In the listing below, find the line containing "fn notify(&mut self)" and the line containing "impl DocumentStore for". Repeat exactly those two lines and every line between them.

============

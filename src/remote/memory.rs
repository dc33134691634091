//! In-process document store for tests and offline runs.

use std::collections::BTreeMap;

use serde_json::Value;
use tokio::sync::mpsc;

use super::{DocumentSnapshot, DocumentStore, RemoteResult, SnapshotReceiver};
use crate::types::DocKey;

/// Keeps documents in a sorted map and pushes a full snapshot to every
/// subscriber after each successful mutation. Subscribers also receive the
/// current contents immediately on subscribe.
#[derive(Debug, Default)]
pub struct MemoryDocumentStore {
    docs: BTreeMap<DocKey, Value>,
    subscribers: Vec<mpsc::UnboundedSender<DocumentSnapshot>>,
}

impl MemoryDocumentStore {
    /// Empty store.
    pub fn new() -> Self {
        Self::default()
    }

    /// Store seeded with `documents`.
    pub fn with_documents<I>(documents: I) -> Self
    where
        I: IntoIterator<Item = (DocKey, Value)>,
    {
        Self {
            docs: documents.into_iter().collect(),
            subscribers: Vec::new(),
        }
    }

    /// Current contents in key order.
    pub fn snapshot(&self) -> DocumentSnapshot {
        self.docs
            .iter()
            .map(|(k, v)| (k.clone(), v.clone()))
            .collect()
    }

    fn notify(&mut self) {
        let snapshot = self.snapshot();
        self.subscribers.retain(|tx| tx.send(snapshot.clone()).is_ok());
    }
}

impl DocumentStore for MemoryDocumentStore {
    fn put(&mut self, key: &str, document: &Value) -> RemoteResult<()> {
        self.docs.insert(key.to_string(), document.clone());
        self.notify();
        Ok(())
    }

    fn delete(&mut self, key: &str) -> RemoteResult<()> {
        self.docs.remove(key);
        self.notify();
        Ok(())
    }

    fn fetch_all(&mut self) -> RemoteResult<DocumentSnapshot> {
        Ok(self.snapshot())
    }

    fn subscribe(&mut self) -> RemoteResult<SnapshotReceiver> {
        let (tx, rx) = mpsc::unbounded_channel();
        let _ = tx.send(self.snapshot());
        self.subscribers.push(tx);
        Ok(rx)
    }
}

============

> _Task solution_:
    fn notify(&mut self) {
        let snapshot = self.snapshot();
        self.subscribers.retain(|tx| tx.send(snapshot.clone()).is_ok());
    }
}

impl DocumentStore for MemoryDocumentStore {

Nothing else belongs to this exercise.